■ **REQUIRED WORK**
Your answer should be the lines below from the one with "const BITMAP_WORDS: usize = 1024;" to the one with "out.put_u32_le(count);", both included, given again exactly and with nothing added.

RECORD EXCERPTS section start

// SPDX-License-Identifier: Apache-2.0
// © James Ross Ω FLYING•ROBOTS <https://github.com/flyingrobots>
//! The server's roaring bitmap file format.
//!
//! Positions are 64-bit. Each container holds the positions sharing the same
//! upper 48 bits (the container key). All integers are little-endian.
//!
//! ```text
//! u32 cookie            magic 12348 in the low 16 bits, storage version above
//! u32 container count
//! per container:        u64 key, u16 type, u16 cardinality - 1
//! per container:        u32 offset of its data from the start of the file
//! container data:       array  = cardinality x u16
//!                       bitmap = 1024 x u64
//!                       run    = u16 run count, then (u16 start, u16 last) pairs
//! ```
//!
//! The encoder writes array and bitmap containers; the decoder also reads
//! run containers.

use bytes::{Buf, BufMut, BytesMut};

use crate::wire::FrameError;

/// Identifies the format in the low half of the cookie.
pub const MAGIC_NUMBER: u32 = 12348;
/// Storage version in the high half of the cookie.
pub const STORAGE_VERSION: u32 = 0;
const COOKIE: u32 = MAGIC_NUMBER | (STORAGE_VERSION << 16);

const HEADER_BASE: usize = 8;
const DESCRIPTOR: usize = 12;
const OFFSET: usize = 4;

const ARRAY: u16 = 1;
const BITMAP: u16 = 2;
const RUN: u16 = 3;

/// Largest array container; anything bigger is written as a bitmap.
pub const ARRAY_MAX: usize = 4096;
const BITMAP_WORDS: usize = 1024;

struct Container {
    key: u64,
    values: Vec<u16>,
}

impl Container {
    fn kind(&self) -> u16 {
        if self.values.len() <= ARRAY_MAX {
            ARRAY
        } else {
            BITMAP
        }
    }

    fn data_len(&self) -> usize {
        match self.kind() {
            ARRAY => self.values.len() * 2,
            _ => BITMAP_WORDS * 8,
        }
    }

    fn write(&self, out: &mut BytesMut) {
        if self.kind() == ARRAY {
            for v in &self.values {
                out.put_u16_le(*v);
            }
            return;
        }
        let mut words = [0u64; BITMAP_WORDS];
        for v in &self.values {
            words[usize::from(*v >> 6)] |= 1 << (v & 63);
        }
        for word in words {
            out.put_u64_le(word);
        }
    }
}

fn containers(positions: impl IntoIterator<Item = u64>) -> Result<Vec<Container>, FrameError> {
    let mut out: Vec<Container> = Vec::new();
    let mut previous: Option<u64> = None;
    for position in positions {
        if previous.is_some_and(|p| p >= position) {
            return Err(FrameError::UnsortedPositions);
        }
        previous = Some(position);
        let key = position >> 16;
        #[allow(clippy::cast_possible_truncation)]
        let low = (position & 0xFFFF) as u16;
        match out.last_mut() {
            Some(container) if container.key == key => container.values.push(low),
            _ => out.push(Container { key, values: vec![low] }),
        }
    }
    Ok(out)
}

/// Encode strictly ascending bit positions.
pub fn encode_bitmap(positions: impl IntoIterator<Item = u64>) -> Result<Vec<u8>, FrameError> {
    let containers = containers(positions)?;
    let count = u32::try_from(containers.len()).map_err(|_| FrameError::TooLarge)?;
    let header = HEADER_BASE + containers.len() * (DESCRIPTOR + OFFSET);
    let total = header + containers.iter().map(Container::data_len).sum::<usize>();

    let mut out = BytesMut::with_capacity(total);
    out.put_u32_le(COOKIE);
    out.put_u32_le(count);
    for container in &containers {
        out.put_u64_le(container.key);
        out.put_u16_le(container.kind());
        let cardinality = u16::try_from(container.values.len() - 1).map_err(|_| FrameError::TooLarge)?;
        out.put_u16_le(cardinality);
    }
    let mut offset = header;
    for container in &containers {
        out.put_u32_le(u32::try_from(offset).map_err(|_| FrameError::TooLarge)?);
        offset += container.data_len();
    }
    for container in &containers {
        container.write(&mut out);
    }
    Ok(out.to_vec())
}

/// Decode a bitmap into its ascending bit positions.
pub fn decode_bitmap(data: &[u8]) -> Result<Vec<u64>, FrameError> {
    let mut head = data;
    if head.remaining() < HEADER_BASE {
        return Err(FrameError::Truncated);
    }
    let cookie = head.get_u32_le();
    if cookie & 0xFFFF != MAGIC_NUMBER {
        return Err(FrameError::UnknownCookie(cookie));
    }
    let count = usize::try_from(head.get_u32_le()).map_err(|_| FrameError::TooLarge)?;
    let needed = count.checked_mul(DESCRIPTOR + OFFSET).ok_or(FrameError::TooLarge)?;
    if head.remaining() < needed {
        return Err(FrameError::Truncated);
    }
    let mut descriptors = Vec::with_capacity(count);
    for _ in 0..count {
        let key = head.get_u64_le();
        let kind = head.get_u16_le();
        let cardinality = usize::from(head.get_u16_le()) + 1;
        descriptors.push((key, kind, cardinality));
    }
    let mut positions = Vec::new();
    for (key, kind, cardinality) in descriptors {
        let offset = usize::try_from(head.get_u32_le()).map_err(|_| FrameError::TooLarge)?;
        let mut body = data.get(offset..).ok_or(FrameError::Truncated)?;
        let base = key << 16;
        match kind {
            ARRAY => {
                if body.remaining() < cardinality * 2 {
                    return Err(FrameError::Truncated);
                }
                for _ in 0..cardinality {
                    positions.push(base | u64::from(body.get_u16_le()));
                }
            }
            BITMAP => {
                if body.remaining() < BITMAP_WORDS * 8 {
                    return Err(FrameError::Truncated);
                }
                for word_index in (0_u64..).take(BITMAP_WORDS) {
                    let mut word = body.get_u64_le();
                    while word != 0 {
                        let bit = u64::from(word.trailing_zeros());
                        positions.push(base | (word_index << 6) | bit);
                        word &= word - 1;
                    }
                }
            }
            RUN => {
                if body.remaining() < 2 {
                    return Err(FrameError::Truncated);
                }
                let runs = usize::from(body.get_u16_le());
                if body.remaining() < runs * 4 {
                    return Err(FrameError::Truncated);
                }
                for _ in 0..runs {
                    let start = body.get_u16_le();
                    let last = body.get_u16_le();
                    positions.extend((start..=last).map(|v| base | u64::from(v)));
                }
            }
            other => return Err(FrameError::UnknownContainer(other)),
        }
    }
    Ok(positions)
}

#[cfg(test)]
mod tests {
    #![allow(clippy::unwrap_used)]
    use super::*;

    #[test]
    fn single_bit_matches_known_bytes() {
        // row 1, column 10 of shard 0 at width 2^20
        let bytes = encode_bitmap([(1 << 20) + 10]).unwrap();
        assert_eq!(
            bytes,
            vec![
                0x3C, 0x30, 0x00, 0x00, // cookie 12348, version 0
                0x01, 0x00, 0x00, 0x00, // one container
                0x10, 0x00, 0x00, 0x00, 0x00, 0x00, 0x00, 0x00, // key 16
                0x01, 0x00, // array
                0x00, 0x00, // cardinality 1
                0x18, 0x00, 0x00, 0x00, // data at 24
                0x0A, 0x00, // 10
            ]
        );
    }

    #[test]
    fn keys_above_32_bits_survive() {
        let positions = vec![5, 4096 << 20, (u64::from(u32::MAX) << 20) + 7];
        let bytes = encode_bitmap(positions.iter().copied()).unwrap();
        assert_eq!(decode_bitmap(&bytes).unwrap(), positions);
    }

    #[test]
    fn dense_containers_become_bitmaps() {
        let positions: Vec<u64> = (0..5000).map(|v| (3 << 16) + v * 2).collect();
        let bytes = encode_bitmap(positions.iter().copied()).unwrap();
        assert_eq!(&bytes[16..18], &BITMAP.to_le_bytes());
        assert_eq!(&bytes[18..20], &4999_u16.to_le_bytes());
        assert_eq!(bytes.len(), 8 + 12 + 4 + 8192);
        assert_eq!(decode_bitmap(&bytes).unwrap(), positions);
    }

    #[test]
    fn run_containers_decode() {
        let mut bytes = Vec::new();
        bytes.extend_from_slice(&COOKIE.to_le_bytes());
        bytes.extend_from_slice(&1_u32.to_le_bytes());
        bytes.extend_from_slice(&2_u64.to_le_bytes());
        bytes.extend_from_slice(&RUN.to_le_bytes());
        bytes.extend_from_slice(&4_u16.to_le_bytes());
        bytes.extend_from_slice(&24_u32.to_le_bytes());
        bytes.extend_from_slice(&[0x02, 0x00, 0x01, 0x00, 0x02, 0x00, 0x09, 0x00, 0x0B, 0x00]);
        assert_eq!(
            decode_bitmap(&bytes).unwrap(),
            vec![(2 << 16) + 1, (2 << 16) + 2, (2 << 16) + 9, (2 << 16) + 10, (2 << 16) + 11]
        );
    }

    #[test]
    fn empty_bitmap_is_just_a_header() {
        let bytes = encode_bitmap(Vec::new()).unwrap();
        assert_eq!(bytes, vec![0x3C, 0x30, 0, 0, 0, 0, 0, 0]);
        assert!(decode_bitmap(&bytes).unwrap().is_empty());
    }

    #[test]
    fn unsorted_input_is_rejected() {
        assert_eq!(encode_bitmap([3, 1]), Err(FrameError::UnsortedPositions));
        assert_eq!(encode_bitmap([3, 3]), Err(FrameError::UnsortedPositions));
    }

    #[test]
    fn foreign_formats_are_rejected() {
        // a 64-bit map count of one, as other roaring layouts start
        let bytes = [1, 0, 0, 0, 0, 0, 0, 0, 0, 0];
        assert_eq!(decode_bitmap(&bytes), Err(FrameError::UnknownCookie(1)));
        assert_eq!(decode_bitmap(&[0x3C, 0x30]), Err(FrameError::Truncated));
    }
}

RECORD EXCERPTS section end
RECORD EXCERPTS section start

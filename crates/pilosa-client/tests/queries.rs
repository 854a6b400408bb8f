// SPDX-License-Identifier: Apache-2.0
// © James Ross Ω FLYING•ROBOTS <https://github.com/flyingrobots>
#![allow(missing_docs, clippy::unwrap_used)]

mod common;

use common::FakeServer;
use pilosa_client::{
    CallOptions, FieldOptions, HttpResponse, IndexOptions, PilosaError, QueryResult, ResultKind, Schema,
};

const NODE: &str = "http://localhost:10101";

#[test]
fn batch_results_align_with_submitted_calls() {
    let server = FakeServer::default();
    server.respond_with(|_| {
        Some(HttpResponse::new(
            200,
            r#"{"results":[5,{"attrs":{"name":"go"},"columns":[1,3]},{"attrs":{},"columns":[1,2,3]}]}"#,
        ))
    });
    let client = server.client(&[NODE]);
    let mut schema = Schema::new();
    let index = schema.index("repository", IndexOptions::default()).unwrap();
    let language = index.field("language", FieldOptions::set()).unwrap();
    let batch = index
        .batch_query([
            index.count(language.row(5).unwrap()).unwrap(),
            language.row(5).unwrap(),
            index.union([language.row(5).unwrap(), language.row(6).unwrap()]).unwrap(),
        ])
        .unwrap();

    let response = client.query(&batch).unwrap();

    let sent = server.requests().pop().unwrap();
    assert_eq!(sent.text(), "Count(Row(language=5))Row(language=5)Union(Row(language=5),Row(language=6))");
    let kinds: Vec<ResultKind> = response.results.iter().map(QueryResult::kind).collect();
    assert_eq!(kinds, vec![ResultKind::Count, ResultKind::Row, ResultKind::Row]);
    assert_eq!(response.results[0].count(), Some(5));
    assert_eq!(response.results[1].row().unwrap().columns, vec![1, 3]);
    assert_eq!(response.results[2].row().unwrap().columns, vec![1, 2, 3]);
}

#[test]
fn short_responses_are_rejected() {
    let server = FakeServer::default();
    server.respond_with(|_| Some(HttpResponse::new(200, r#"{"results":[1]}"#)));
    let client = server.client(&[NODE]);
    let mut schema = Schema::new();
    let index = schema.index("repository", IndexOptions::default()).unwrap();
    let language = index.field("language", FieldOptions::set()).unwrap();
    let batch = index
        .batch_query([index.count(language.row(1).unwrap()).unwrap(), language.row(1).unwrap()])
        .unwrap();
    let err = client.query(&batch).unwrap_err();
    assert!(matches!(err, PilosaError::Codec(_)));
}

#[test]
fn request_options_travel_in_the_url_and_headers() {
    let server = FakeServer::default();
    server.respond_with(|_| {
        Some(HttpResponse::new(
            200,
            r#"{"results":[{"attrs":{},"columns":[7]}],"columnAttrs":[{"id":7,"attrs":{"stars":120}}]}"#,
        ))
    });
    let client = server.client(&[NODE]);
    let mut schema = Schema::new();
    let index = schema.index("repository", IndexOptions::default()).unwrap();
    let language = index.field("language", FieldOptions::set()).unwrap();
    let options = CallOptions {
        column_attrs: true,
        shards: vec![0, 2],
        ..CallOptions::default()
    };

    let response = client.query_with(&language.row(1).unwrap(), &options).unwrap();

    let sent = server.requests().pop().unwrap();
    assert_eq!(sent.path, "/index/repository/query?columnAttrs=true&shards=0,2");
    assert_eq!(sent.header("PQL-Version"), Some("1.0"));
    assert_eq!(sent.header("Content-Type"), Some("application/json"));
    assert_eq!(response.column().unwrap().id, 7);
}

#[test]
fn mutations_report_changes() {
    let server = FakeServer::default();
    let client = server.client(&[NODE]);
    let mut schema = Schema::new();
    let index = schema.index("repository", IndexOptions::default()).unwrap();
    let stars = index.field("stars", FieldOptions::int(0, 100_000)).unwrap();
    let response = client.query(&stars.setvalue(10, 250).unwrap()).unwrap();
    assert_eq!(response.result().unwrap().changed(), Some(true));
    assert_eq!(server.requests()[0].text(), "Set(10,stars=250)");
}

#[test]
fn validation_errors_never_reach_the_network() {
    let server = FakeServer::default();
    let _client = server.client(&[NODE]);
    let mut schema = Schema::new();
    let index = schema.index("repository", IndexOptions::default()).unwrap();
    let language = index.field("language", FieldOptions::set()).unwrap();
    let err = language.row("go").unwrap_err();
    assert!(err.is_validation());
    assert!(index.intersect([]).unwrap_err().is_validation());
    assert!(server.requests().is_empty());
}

RECORD EXCERPTS section end
RECORD EXCERPTS section start

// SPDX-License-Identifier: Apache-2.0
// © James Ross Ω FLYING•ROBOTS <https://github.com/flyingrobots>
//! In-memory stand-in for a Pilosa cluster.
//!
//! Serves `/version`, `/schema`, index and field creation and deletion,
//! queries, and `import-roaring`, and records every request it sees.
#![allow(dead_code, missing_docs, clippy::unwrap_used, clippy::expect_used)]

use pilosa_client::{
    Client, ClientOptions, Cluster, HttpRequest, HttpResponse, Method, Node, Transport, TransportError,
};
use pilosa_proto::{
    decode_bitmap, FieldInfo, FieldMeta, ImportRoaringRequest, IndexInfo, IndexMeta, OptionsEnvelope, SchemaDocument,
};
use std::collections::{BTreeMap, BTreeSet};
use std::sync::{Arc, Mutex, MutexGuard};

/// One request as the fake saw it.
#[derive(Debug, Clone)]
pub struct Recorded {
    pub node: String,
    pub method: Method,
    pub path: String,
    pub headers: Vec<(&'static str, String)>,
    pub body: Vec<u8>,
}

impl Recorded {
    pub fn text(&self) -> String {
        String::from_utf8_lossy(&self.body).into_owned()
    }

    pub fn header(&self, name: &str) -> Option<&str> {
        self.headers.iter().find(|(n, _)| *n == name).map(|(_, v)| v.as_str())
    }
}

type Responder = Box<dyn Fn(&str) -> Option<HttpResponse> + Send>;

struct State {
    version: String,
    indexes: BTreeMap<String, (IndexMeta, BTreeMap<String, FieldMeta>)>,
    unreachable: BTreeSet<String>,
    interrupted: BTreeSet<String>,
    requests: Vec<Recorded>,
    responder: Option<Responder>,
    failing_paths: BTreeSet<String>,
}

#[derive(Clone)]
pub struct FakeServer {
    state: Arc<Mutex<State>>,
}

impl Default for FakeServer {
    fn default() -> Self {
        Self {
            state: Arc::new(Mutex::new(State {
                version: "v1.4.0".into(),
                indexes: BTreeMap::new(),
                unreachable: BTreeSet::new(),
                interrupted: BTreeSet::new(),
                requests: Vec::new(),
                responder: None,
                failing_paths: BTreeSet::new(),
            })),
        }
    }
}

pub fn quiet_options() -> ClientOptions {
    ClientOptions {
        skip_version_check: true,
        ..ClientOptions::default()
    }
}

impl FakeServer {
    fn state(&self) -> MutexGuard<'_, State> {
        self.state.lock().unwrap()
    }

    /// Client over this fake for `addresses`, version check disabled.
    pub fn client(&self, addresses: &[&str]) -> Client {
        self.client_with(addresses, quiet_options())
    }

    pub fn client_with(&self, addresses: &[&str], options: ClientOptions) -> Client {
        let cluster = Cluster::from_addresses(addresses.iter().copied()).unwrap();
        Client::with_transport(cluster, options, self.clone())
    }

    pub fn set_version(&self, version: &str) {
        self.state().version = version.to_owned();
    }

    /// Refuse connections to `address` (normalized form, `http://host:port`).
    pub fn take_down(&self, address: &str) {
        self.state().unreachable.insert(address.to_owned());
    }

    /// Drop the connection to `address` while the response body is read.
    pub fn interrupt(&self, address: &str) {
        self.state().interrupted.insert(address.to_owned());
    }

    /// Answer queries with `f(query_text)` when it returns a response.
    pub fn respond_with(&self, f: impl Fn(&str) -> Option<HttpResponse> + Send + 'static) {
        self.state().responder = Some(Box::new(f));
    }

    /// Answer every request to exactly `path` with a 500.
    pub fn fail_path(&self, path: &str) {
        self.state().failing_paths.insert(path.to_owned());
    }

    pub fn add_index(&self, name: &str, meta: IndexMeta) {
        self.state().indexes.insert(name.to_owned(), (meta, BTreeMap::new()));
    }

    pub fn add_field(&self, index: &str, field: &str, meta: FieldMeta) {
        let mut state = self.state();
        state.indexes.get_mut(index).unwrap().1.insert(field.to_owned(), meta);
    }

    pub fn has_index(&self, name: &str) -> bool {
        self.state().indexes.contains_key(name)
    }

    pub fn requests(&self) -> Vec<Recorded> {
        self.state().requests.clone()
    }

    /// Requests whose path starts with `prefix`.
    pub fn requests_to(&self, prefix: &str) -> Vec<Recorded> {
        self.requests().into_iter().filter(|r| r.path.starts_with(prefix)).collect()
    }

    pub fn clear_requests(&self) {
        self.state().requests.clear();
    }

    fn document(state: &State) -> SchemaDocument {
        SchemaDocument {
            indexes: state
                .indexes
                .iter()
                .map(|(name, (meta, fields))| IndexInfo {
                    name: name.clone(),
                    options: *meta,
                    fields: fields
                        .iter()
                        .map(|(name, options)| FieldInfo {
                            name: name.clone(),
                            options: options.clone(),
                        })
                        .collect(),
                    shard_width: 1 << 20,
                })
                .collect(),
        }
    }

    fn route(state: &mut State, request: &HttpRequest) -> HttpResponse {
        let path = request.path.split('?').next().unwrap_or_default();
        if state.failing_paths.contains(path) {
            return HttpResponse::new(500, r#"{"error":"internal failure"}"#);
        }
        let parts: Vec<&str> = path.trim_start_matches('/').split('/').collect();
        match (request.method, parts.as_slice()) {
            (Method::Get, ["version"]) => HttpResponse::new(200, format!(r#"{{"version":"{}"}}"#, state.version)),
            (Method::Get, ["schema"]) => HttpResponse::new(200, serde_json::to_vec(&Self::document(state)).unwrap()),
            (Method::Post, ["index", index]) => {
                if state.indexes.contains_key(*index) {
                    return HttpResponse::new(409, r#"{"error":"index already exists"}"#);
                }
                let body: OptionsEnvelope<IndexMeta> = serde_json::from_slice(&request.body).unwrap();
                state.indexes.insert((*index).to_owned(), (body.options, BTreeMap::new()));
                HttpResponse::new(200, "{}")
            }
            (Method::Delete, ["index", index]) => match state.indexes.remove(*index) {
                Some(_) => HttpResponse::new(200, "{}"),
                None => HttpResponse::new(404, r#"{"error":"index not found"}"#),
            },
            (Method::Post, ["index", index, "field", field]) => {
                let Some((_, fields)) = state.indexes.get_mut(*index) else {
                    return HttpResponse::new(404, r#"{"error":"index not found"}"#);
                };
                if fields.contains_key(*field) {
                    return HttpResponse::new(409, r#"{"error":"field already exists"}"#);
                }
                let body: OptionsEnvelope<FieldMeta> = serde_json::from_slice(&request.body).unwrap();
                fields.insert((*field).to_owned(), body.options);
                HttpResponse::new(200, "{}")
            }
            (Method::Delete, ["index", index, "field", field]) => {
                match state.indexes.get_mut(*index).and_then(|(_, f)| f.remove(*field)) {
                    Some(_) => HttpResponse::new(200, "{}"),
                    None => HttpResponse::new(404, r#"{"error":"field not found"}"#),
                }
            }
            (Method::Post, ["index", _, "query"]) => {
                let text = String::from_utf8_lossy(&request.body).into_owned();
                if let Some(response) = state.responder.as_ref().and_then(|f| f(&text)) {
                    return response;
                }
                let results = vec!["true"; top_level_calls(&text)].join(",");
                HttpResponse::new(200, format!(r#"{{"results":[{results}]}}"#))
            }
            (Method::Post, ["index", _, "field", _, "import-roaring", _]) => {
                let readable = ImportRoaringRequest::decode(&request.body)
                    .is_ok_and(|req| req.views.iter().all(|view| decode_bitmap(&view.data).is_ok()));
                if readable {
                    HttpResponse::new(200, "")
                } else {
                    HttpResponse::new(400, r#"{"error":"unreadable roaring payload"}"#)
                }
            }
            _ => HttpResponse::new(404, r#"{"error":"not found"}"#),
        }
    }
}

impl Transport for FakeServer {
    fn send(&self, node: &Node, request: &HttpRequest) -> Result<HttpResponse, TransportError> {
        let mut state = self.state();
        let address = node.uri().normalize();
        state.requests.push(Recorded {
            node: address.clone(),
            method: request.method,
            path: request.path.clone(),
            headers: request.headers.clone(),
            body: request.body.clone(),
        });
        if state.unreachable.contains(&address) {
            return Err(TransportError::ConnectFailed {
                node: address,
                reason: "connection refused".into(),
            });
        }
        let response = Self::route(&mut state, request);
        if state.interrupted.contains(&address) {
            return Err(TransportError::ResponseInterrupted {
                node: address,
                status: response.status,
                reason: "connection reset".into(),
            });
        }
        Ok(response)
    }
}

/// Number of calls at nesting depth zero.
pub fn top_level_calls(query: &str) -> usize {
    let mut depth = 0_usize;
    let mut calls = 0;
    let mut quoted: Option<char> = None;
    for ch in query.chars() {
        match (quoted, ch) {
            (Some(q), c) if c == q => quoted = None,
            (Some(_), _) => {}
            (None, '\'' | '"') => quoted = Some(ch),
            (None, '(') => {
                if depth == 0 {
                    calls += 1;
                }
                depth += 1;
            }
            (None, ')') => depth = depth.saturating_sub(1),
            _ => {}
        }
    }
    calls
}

RECORD EXCERPTS section end

■ **COMPLETED TASK**
const BITMAP_WORDS: usize = 1024;

struct Container {
    key: u64,
    values: Vec<u16>,
}

impl Container {
    fn kind(&self) -> u16 {
        if self.values.len() <= ARRAY_MAX {
            ARRAY
        } else {
            BITMAP
        }
    }

    fn data_len(&self) -> usize {
        match self.kind() {
            ARRAY => self.values.len() * 2,
            _ => BITMAP_WORDS * 8,
        }
    }

    fn write(&self, out: &mut BytesMut) {
        if self.kind() == ARRAY {
            for v in &self.values {
                out.put_u16_le(*v);
            }
            return;
        }
        let mut words = [0u64; BITMAP_WORDS];
        for v in &self.values {
            words[usize::from(*v >> 6)] |= 1 << (v & 63);
        }
        for word in words {
            out.put_u64_le(word);
        }
    }
}

fn containers(positions: impl IntoIterator<Item = u64>) -> Result<Vec<Container>, FrameError> {
    let mut out: Vec<Container> = Vec::new();
    let mut previous: Option<u64> = None;
    for position in positions {
        if previous.is_some_and(|p| p >= position) {
            return Err(FrameError::UnsortedPositions);
        }
        previous = Some(position);
        let key = position >> 16;
        #[allow(clippy::cast_possible_truncation)]
        let low = (position & 0xFFFF) as u16;
        match out.last_mut() {
            Some(container) if container.key == key => container.values.push(low),
            _ => out.push(Container { key, values: vec![low] }),
        }
    }
    Ok(out)
}

/// Encode strictly ascending bit positions.
pub fn encode_bitmap(positions: impl IntoIterator<Item = u64>) -> Result<Vec<u8>, FrameError> {
    let containers = containers(positions)?;
    let count = u32::try_from(containers.len()).map_err(|_| FrameError::TooLarge)?;
    let header = HEADER_BASE + containers.len() * (DESCRIPTOR + OFFSET);
    let total = header + containers.iter().map(Container::data_len).sum::<usize>();

    let mut out = BytesMut::with_capacity(total);
    out.put_u32_le(COOKIE);
    out.put_u32_le(count);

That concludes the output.